On the extreme opposite end of the political spectrum, Peter Faris QC argues that Obama’s attendance at a Christian church whose pastor has Black Power tendencies provides evidence that he’s a closet Muslim. 11. KP: Don’t laugh. This man was once the head of Australia’s premier crime-fighting agency. [↩]
Hilzoy takes a rather more sober analytical look at Obama’s choice of church.
Turcopolier highlights the barrier to any Middle East peace process posed by the ubiquitous presence of Israeli settler outposts throughout Palestinian “territory”, while Juan Cole presents a more balanced than usual if pessimistic prognosis for the surge in Iraq in the light of lack of political progress.
Joshua Gans sets out the whys and hows of eliminating the baby bonus.
Andrew Norton queries whether the ‘OECD everage’ is an appropriate benchmark for everything under the sun, and education spending in particular (not sure whether that’s a Freudian slip or deliberate, so I’ll leave it in).
Harry Clarke summarises the views of three pessimistic American economists on the severity of the recession and its global repercussions, while Brad DeLong adds some further analysis to that of Krugman (one of Harry’s three pessimists). Tyler Cowen reckons you’ll know things are really crook in the US when pundits start mentioning the N word.
John Quiggin has no beard left to shave off, but has dyed his hair and is blogging poetry. Watch this space for pictures; in the meantime, please help him surpass the sum he raised in last year’s World’s Greatest Shave.

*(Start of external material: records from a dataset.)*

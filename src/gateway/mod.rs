//! Lookup surface for the traffic-forwarding gateway.
//!
//! # Data Flow
//! ```text
//! Proxy-Authorization: Basic base64(username_vport:api_key)
//!     → credentials.rs (decode, split username / vport / key)
//!     → resolver.rs (match user + allocation in the committed snapshot)
//!     → GatewayRoute (upstream address and upstream credentials)
//! ```
//!
//! The forwarding itself lives outside this crate.

pub mod credentials;
pub mod resolver;

pub use credentials::{CredentialError, GatewayCredentials};
pub use resolver::{GatewayResolver, GatewayRoute};
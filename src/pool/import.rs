//! Bulk pool files.
//!
//! TOML files list entries as `[[proxies]]` tables; JSON files are a bare
//! array of entries. The format is picked from the file extension.

use serde::Deserialize;
use std::fs;
use std::path::Path;

use crate::model::NewPoolEntry;
use crate::pool::types::PoolError;

#[derive(Deserialize)]
struct PoolFile {
    #[serde(default)]
    proxies: Vec<NewPoolEntry>,
}

/// Read and validate every entry in a pool file.
pub fn load_pool_file(path: &Path) -> Result<Vec<NewPoolEntry>, PoolError> {
    let content = fs::read_to_string(path)?;
    let is_json = path
        .extension()
        .and_then(|e| e.to_str())
        .is_some_and(|e| e.eq_ignore_ascii_case("json"));

    let entries = if is_json {
        parse_json(&content)?
    } else {
        parse_toml(&content)?
    };
    validate_entries(&entries)?;
    Ok(entries)
}

pub fn parse_toml(content: &str) -> Result<Vec<NewPoolEntry>, PoolError> {
    let file: PoolFile = toml::from_str(content).map_err(|e| PoolError::Parse(e.to_string()))?;
    Ok(file.proxies)
}

pub fn parse_json(content: &str) -> Result<Vec<NewPoolEntry>, PoolError> {
    serde_json::from_str(content).map_err(|e| PoolError::Parse(e.to_string()))
}

/// Reject the whole batch on the first bad entry.
pub fn validate_entries(entries: &[NewPoolEntry]) -> Result<(), PoolError> {
    for (index, entry) in entries.iter().enumerate() {
        entry
            .validate()
            .map_err(|reason| PoolError::InvalidEntry { index, reason })?;
    }
    Ok(())
}

#[cfg(test)]
mod tests {
    use super::*;
    use crate::model::ProxyType;

    #[test]
    fn test_parse_toml() {
        let content = r#"
            [[proxies]]
            proxy_type = "residential"
            ip_address = "192.168.1.100"
            port = 8080
            country = "US"
            city = "New York"

            [[proxies]]
            proxy_type = "isp"
            ip_address = "192.168.1.101"
            port = 3128
            max_users = 1
            proxy_username = "up"
            proxy_password = "secret"
        "#;
        let entries = parse_toml(content).unwrap();
        assert_eq!(entries.len(), 2);
        assert_eq!(entries[0].city.as_deref(), Some("New York"));
        assert_eq!(entries[0].max_users, 10);
        assert_eq!(entries[1].proxy_type, ProxyType::Isp);
        assert_eq!(entries[1].max_users, 1);
        assert_eq!(entries[1].country.as_deref(), Some("US"));
        assert!(validate_entries(&entries).is_ok());
    }

    #[test]
    fn test_parse_json_and_validate() {
        let content = r#"[
            {"proxy_type": "mobile", "ip_address": "10.0.0.1", "port": 1080, "country": "DE"},
            {"proxy_type": "mobile", "ip_address": "10.0.0.2", "port": 1080, "max_users": 0}
        ]"#;
        let entries = parse_json(content).unwrap();
        assert_eq!(entries[0].country.as_deref(), Some("DE"));

        match validate_entries(&entries) {
            Err(PoolError::InvalidEntry { index, .. }) => assert_eq!(index, 1),
            other => panic!("expected invalid entry, got {:?}", other),
        }
    }

    #[test]
    fn test_load_pool_file_by_extension() {
        let path = std::env::temp_dir().join(format!("proxyflow-pool-{}.json", uuid::Uuid::new_v4()));
        std::fs::write(&path, r#"[{"proxy_type": "datacenter", "ip_address": "1.2.3.4", "port": 80}]"#).unwrap();

        let entries = load_pool_file(&path).unwrap();
        assert_eq!(entries.len(), 1);
        assert_eq!(entries[0].proxy_type, ProxyType::Datacenter);

        std::fs::remove_file(&path).unwrap_or_default();
    }

    #[test]
    fn test_unknown_proxy_type_is_parse_error() {
        let content = "[[proxies]]\nproxy_type = \"satellite\"\nip_address = \"1.1.1.1\"\nport = 1\n";
        assert!(matches!(parse_toml(content), Err(PoolError::Parse(_))));
    }
}
//! Proxy pool allocation.
//!
//! # Data Flow
//! ```text
//! allocate(user)
//!     → subscription active? not expired? nothing allocated yet?
//!     → pick available pool entries (ascending id), need allocated_proxies_limit
//!     → too few → InsufficientCapacity, nothing written
//!     → reserve consecutive gateway ports from the store sequence
//!     → occupy entries, write allocation rows, bump subscription count
//!     → commit (all or nothing)
//! ```
//!
//! # Design Decisions
//! - Exactly one allocation batch per user; no partial batches
//! - Ports come from a monotonic sequence inside the transaction, never from
//!   "max existing port + 1"
//! - Release is part of the surface but reports `NotImplemented`

pub mod engine;
pub mod types;

pub use engine::Allocator;
pub use types::{AllocationError, AllocationResult, AllocationView, Credential, GatewayEndpoint};
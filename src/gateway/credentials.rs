//! Gateway proxy credentials.
//!
//! Clients authenticate to the gateway with `username_vport:api_key`,
//! usually sent as `Proxy-Authorization: Basic base64(...)`. The virtual
//! port selects which of the user's allocations to route through.

use base64::engine::general_purpose::STANDARD;
use base64::Engine;
use thiserror::Error;

/// Errors while parsing gateway credentials.
#[derive(Debug, Clone, PartialEq, Eq, Error)]
pub enum CredentialError {
    #[error("Invalid auth header format")]
    InvalidHeader,

    #[error("Failed to decode auth: {0}")]
    Decode(String),

    #[error("Invalid credentials format")]
    MissingSeparator,

    #[error("Invalid username format: missing underscore")]
    MissingPort,

    #[error("Username is empty")]
    EmptyUsername,

    #[error("Invalid vport number: {0}")]
    InvalidPort(String),
}

/// Parsed gateway credentials.
#[derive(Debug, Clone, PartialEq, Eq)]
pub struct GatewayCredentials {
    pub username: String,
    pub api_key: String,
    pub vport: u16,
}

impl GatewayCredentials {
    /// Parse the decoded `username_vport:api_key` form.
    ///
    /// The port is taken after the *last* underscore, so usernames may
    /// contain underscores themselves.
    pub fn parse(raw: &str) -> Result<Self, CredentialError> {
        let (user_part, api_key) = raw.split_once(':').ok_or(CredentialError::MissingSeparator)?;
        let (username, vport) = user_part.rsplit_once('_').ok_or(CredentialError::MissingPort)?;
        let vport: u16 = vport
            .parse()
            .map_err(|_| CredentialError::InvalidPort(vport.to_string()))?;
        if username.is_empty() {
            return Err(CredentialError::EmptyUsername);
        }

        Ok(Self {
            username: username.to_string(),
            api_key: api_key.to_string(),
            vport,
        })
    }

    /// Parse a `Proxy-Authorization: Basic ...` header value.
    pub fn from_basic_header(header: &str) -> Result<Self, CredentialError> {
        let encoded = header.strip_prefix("Basic ").ok_or(CredentialError::InvalidHeader)?;
        let decoded = STANDARD
            .decode(encoded.trim())
            .map_err(|e| CredentialError::Decode(e.to_string()))?;
        let raw = String::from_utf8(decoded).map_err(|e| CredentialError::Decode(e.to_string()))?;
        Self::parse(&raw)
    }

    /// Encode as a Basic header value.
    pub fn to_basic_header(&self) -> String {
        let raw = format!("{}_{}:{}", self.username, self.vport, self.api_key);
        format!("Basic {}", STANDARD.encode(raw))
    }
}
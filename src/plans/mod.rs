//! Subscription plan tiers and the limits they grant.
//!
//! # Responsibilities
//! - Map a plan tier to its data, allocation and connection limits
//! - Compute subscription expiry on registration and plan change
//!
//! Everything here is pure; callers apply the results inside a store
//! transaction.

pub mod policy;

pub use policy::{extend_expiry, plan_limits, PlanLimits, PlanTier, SUBSCRIPTION_PERIOD_DAYS};
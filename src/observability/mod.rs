//! Observability subsystem.
//!
//! # Data Flow
//! ```text
//! All subsystems produce:
//!     → logging.rs (structured tracing events)
//!     → metrics.rs (counters, gauges, histograms)
//!
//! Consumers:
//!     → stdout (fmt layer, filtered by RUST_LOG or config)
//!     → Metrics endpoint (Prometheus scrape)
//! ```
//!
//! # Design Decisions
//! - Request ID flows through every request span
//! - Metrics are cheap (atomic increments) and no-ops until a recorder is installed

pub mod logging;
pub mod metrics;
//! Configuration validation.
//!
//! # Responsibilities
//! - Semantic validation (serde handles syntactic)
//! - Validate value ranges (timeouts > 0, ports valid)
//! - Check addresses parse before anything binds them
//!
//! # Design Decisions
//! - Returns all validation errors, not just first
//! - Validation is pure function: ServiceConfig → Result<(), Vec<ValidationError>>
//! - Runs before config is accepted into the system

use std::fmt;
use std::net::SocketAddr;

use crate::config::schema::ServiceConfig;

const LOG_LEVELS: &[&str] = &["trace", "debug", "info", "warn", "error"];

/// A single semantic problem in a config.
#[derive(Debug, Clone, PartialEq, Eq)]
pub struct ValidationError {
    pub field: &'static str,
    pub message: String,
}

impl ValidationError {
    fn new(field: &'static str, message: impl Into<String>) -> Self {
        Self {
            field,
            message: message.into(),
        }
    }
}

impl fmt::Display for ValidationError {
    fn fmt(&self, f: &mut fmt::Formatter<'_>) -> fmt::Result {
        write!(f, "{}: {}", self.field, self.message)
    }
}

pub fn validate_config(config: &ServiceConfig) -> Result<(), Vec<ValidationError>> {
    let mut errors = Vec::new();

    if config.listener.bind_address.parse::<SocketAddr>().is_err() {
        errors.push(ValidationError::new(
            "listener.bind_address",
            format!("'{}' is not a socket address", config.listener.bind_address),
        ));
    }

    if config.gateway.public_address.trim().is_empty() {
        errors.push(ValidationError::new("gateway.public_address", "must not be empty"));
    }
    if config.gateway.listen_port == 0 {
        errors.push(ValidationError::new("gateway.listen_port", "must be non-zero"));
    }
    if config.gateway.base_port == 0 {
        errors.push(ValidationError::new("gateway.base_port", "must be non-zero"));
    }

    if config.storage.autosave && config.storage.state_path.is_none() {
        errors.push(ValidationError::new("storage.autosave", "requires storage.state_path"));
    }

    if config.timeouts.request_secs == 0 {
        errors.push(ValidationError::new("timeouts.request_secs", "must be greater than 0"));
    }

    if !LOG_LEVELS.contains(&config.observability.log_level.as_str()) {
        errors.push(ValidationError::new(
            "observability.log_level",
            format!("'{}' is not one of {:?}", config.observability.log_level, LOG_LEVELS),
        ));
    }
    if config.observability.metrics_enabled
        && config.observability.metrics_address.parse::<SocketAddr>().is_err()
    {
        errors.push(ValidationError::new(
            "observability.metrics_address",
            format!("'{}' is not a socket address", config.observability.metrics_address),
        ));
    }

    if config.admin.enabled && config.admin.api_key.trim().is_empty() {
        errors.push(ValidationError::new("admin.api_key", "must be set when admin is enabled"));
    }

    if config.security.max_body_size == 0 {
        errors.push(ValidationError::new("security.max_body_size", "must be greater than 0"));
    }

    if errors.is_empty() {
        Ok(())
    } else {
        Err(errors)
    }
}
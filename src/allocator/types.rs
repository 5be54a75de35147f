//! Allocator inputs, outputs and errors.

use chrono::{DateTime, Utc};
use serde::{Deserialize, Serialize};
use thiserror::Error;

use crate::model::{Allocation, ProxyPoolEntry, ProxyType, User};

/// Errors returned by the allocator.
///
/// All of them are terminal: retrying the same call cannot succeed.
#[derive(Debug, Clone, PartialEq, Eq, Error)]
pub enum AllocationError {
    /// The user has no subscription, or it has been deactivated.
    #[error("No active subscription")]
    NoSubscription,

    /// The subscription's expiry has passed.
    #[error("Subscription expired")]
    SubscriptionExpired,

    /// The user already received their allocation batch.
    #[error("Proxies already allocated for this subscription")]
    AlreadyAllocated,

    /// Not enough free pool entries to satisfy the whole request.
    #[error("Insufficient proxy capacity: requested {requested}, available {available}")]
    InsufficientCapacity { requested: u32, available: u32 },

    /// The gateway port range cannot fit the request.
    #[error("Gateway port range exhausted while reserving {requested} ports")]
    PortsExhausted { requested: u32 },

    /// Operation exists in the API but has no implementation yet.
    #[error("{0} is not implemented")]
    NotImplemented(&'static str),
}

impl AllocationError {
    /// Short label for metrics.
    pub fn reason(&self) -> &'static str {
        match self {
            AllocationError::NoSubscription => "no_subscription",
            AllocationError::SubscriptionExpired => "subscription_expired",
            AllocationError::AlreadyAllocated => "already_allocated",
            AllocationError::InsufficientCapacity { .. } => "insufficient_capacity",
            AllocationError::PortsExhausted { .. } => "ports_exhausted",
            AllocationError::NotImplemented(_) => "not_implemented",
        }
    }
}

/// Where clients connect: the gateway's public address and listening port.
#[derive(Debug, Clone, PartialEq, Eq, Serialize, Deserialize)]
pub struct GatewayEndpoint {
    pub address: String,
    pub listen_port: u16,
}

/// Credentials a user presents to the gateway.
#[derive(Debug, Clone, PartialEq, Eq, Serialize, Deserialize)]
pub struct Credential {
    pub username: String,
    pub password: String,
}

/// One allocated proxy as handed back to the user.
#[derive(Debug, Clone, Serialize, Deserialize)]
pub struct AllocationResult {
    pub pool_entry_id: u64,
    pub gateway_address: String,
    pub gateway_virtual_port: u16,
    pub gateway_listen_port: u16,
    pub credential: Credential,
    pub allocated_at: DateTime<Utc>,
    pub original_proxy_type: ProxyType,
    pub original_proxy_country: Option<String>,
}

/// Listing rows have the same shape as freshly allocated ones.
pub type AllocationView = AllocationResult;

impl AllocationResult {
    pub fn new(allocation: &Allocation, entry: &ProxyPoolEntry, user: &User, gateway: &GatewayEndpoint) -> Self {
        Self {
            pool_entry_id: entry.id,
            gateway_address: gateway.address.clone(),
            gateway_virtual_port: allocation.gateway_port,
            gateway_listen_port: gateway.listen_port,
            credential: Credential {
                username: user.username.clone(),
                password: user.api_key.clone(),
            },
            allocated_at: allocation.allocated_at,
            original_proxy_type: entry.proxy_type,
            original_proxy_country: entry.country.clone(),
        }
    }

    /// `username_vport:password@address:listen_port`, the line users paste
    /// into their proxy client.
    pub fn connection_string(&self) -> String {
        format!(
            "{}_{}:{}@{}:{}",
            self.credential.username,
            self.gateway_virtual_port,
            self.credential.password,
            self.gateway_address,
            self.gateway_listen_port
        )
    }
}

#[cfg(test)]
mod tests {
    use super::*;

    #[test]
    fn test_error_display() {
        let err = AllocationError::InsufficientCapacity { requested: 5, available: 3 };
        assert_eq!(err.to_string(), "Insufficient proxy capacity: requested 5, available 3");
        assert_eq!(err.reason(), "insufficient_capacity");

        let err = AllocationError::NotImplemented("Proxy release");
        assert_eq!(err.to_string(), "Proxy release is not implemented");
    }

    #[test]
    fn test_connection_string() {
        let result = AllocationResult {
            pool_entry_id: 1,
            gateway_address: "gw.example.net".into(),
            gateway_virtual_port: 10001,
            gateway_listen_port: 8080,
            credential: Credential {
                username: "alice".into(),
                password: "pk_abc123".into(),
            },
            allocated_at: Utc::now(),
            original_proxy_type: ProxyType::Residential,
            original_proxy_country: Some("US".into()),
        };
        assert_eq!(result.connection_string(), "alice_10001:pk_abc123@gw.example.net:8080");
    }
}
use chrono::{DateTime, Utc};
use serde::{Deserialize, Serialize};

/// Binding of one user to one pool entry through a gateway port.
#[derive(Debug, Clone, Serialize, Deserialize)]
pub struct Allocation {
    pub id: u64,
    pub user_id: u64,
    pub proxy_pool_id: u64,
    /// Globally unique virtual port on the gateway.
    pub gateway_port: u16,
    pub allocated_at: DateTime<Utc>,
}
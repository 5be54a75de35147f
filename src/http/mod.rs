//! HTTP API subsystem.
//!
//! # Data Flow
//! ```text
//! TCP connection
//!     → server.rs (Axum setup, request id, trace, timeout, body limit)
//!     → middleware/user_auth.rs (X-API-Key → UserContext) for /user and /proxy
//!     → user.rs / proxy.rs / admin handlers
//!     → error.rs (domain error → status + {"detail": ...})
//! ```

pub mod error;
pub mod middleware;
pub mod proxy;
pub mod request;
pub mod server;
pub mod user;

pub use error::ApiError;
pub use middleware::{UserContext, X_API_KEY};
pub use request::X_REQUEST_ID;
pub use server::{AppState, HttpServer};
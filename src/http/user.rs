//! Registration and per-user account handlers.

use axum::{extract::State, http::StatusCode, Extension, Json};
use serde::Deserialize;

use crate::accounts::{NewUser, UserProfile, UserStats};
use crate::http::error::ApiError;
use crate::http::middleware::UserContext;
use crate::http::server::AppState;
use crate::model::Subscription;
use crate::plans::PlanTier;

#[derive(Debug, Deserialize)]
pub struct PlanChange {
    pub plan: String,
}

pub async fn register(
    State(state): State<AppState>,
    Json(new): Json<NewUser>,
) -> Result<(StatusCode, Json<UserProfile>), ApiError> {
    let user = state.accounts.register(new).await?;
    Ok((StatusCode::CREATED, Json(UserProfile::from(&user))))
}

pub async fn me(
    State(state): State<AppState>,
    Extension(ctx): Extension<UserContext>,
) -> Result<Json<UserProfile>, ApiError> {
    let user = state.accounts.user(ctx.user_id)?;
    Ok(Json(UserProfile::from(&user)))
}

pub async fn subscription(
    State(state): State<AppState>,
    Extension(ctx): Extension<UserContext>,
) -> Result<Json<Subscription>, ApiError> {
    Ok(Json(state.accounts.subscription(ctx.user_id)?))
}

/// Unknown plan names fall back to STARTER.
pub async fn change_plan(
    State(state): State<AppState>,
    Extension(ctx): Extension<UserContext>,
    Json(body): Json<PlanChange>,
) -> Result<Json<Subscription>, ApiError> {
    let tier = PlanTier::parse_or_default(&body.plan);
    if !tier.as_str().eq_ignore_ascii_case(body.plan.trim()) {
        tracing::warn!(user_id = ctx.user_id, requested = %body.plan, "Unknown plan, using STARTER");
    }
    Ok(Json(state.accounts.change_plan(ctx.user_id, tier).await?))
}

pub async fn stats(
    State(state): State<AppState>,
    Extension(ctx): Extension<UserContext>,
) -> Result<Json<UserStats>, ApiError> {
    Ok(Json(state.accounts.stats(ctx.user_id)?))
}
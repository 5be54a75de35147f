use axum::{
    body::Body,
    extract::State,
    http::Request,
    middleware::Next,
    response::{IntoResponse, Response},
};

use crate::http::error::ApiError;
use crate::http::server::AppState;

pub const X_API_KEY: &str = "x-api-key";

/// The authenticated caller, inserted into request extensions.
#[derive(Clone, Debug)]
pub struct UserContext {
    pub user_id: u64,
    pub username: String,
}

pub async fn user_auth_middleware(
    State(state): State<AppState>,
    mut req: Request<Body>,
    next: Next,
) -> Response {
    let api_key = match req.headers().get(X_API_KEY).and_then(|v| v.to_str().ok()) {
        Some(key) => key.to_owned(),
        None => return ApiError::Unauthorized("Missing X-API-Key header").into_response(),
    };

    match state.accounts.authenticate(&api_key) {
        Ok(user) => {
            tracing::debug!(user_id = user.id, "Authenticated request");
            req.extensions_mut().insert(UserContext {
                user_id: user.id,
                username: user.username,
            });
            next.run(req).await
        }
        Err(e) => {
            tracing::warn!(error = %e, "Rejected API key");
            ApiError::from(e).into_response()
        }
    }
}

Larry Ribstein notes the specter of apparently serious prosecutorial misconduct hanging over the Enron prosecutions (including the trial of its CEO Ken Lay) and wonders when the press will pay attention.
Ever wondered why the ocean is blue? Kevin Zelnio tells you in detail.
Robin Hanson looks at efforts to model the human brain comprehensively on computer.
Will Wilkinson exhibits extraordinary patience in rebutting the argument of an idiot who equates prostitution and child-molesting.
Mark “Oz Conservative” Richardson looks at women who misguidedly seek autonomy instead of doing the right thing and settling down and getting married and having kids.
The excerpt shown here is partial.